Make Believe Studio, from Concept to Execution | Feature Story

When he crosses his arms, the words in black ink read from left to right: “Concept. Implementation. Execution.” 

Rick Carson is posing in front of his new SSL, essentially a mixing board, but he doesn’t describe it that way. He calls it the best birthday present imaginable, and it’s just one of a handful of recent additions to Make Believe, the recording studio and label Carson works at as record producer and mixing engineer.

About 20 people gathered on Carson’s birthday Thursday, July 19, to carry the massive piece of equipment to its temporary spot, among the many house instruments in the studio space itself. Through the door, past the studio’s glass, down a hallway and diagonally across the first room you see when walking in, there's evidence of more renovation. The kitchen is full of displaced audio technology as concrete sets in an adjoining room.

Almost immediately, Make Believe feels more like a house than a business. Sitting on a corner at 805 Hickory St. in Omaha, the exterior looks like it could have once been sold as real estate in Mario Puzo’s head. When I ring the doorbell, Keith Rodger, aka Kethro, opens the front door and what catches my eye first is a series of black-and-white television sets, apparently keeping watch on the building’s many rooms.

A couple guys are hunched over their computers. Looking back through the glass, Threat from Block Movement and a few others sit together, talking shop and an upcoming recording. Carson says the Make Believe crew that often comes by "just to hang out" makes up a family of sorts, one in which every member plays a specific role: Among other duties, for example, Daniel Thompson III takes the photos, Rodger plans to run the vinyl press — the first for Omaha, Carson says, now set up to duplicate records. All in all, for a young studio and record label, Carson’s tattoo helps define an effective workflow that Make Believe completes: Concept. Implementation. Execution.

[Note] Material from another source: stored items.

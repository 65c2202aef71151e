#![forbid(unsafe_code)]
//! On-disk structure decoders for the filesystems vmscan reads.
//!
//! Everything here works on in-memory byte slices and returns
//! [`vms_types::ParseError`]; reading from devices and caching belong to
//! `vms-fs`.

pub mod ext4;
pub mod ntfs;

Despite his minimalist motto, though, Carson is verbose when expressing his thoughts on preproduction: “Ron St. Germain (a 13-time Grammy-winning engineer who grew up in Benson) drilled the importance of preproduction into my head. Bands need to learn how to practice.

“Sometimes drummers will say, ‘Oh, I started playing that part of the song an hour and a half after we got here, so that hour and a half doesn’t count toward our recording time.’ And I gotta tell them, ‘No, dude. I tuned your drums, I set up the microphones, and we moved on with our day. You paid the second you walked in the door, ‘cause that’s how it goes.”

On the other hand, Carson commends his recent work with Capgun Coup's Sam Martin, saying everything is much more efficient when the musicians are well prepared. What Carson is most effusive about, though, is the new vinyl press, which will allow him to make compilations and scratch records at the studio. “Those are the things that make us happy, and that’s what it’s really about.”

Carson brings up another idol, Gabriel Roth, who started Daptone Records and plays bass with Sharon Jones and the Dap-Kings.

“He never wanted to get famous as an engineer or band leader or record producer," he says. "He was just making records for friends, then started putting them out on vinyl just to listen to them.”

He then cites Robb Nansel of Saddle Creek Records as another example of how recording studios and labels begin.

“What it’s really about is putting out records with your friends and being happy," he says. "I will never lose sight of that when it comes to what Make Believe does. I will sell my share and move to an island to mix records if I have to because that’s what makes me truly happy.”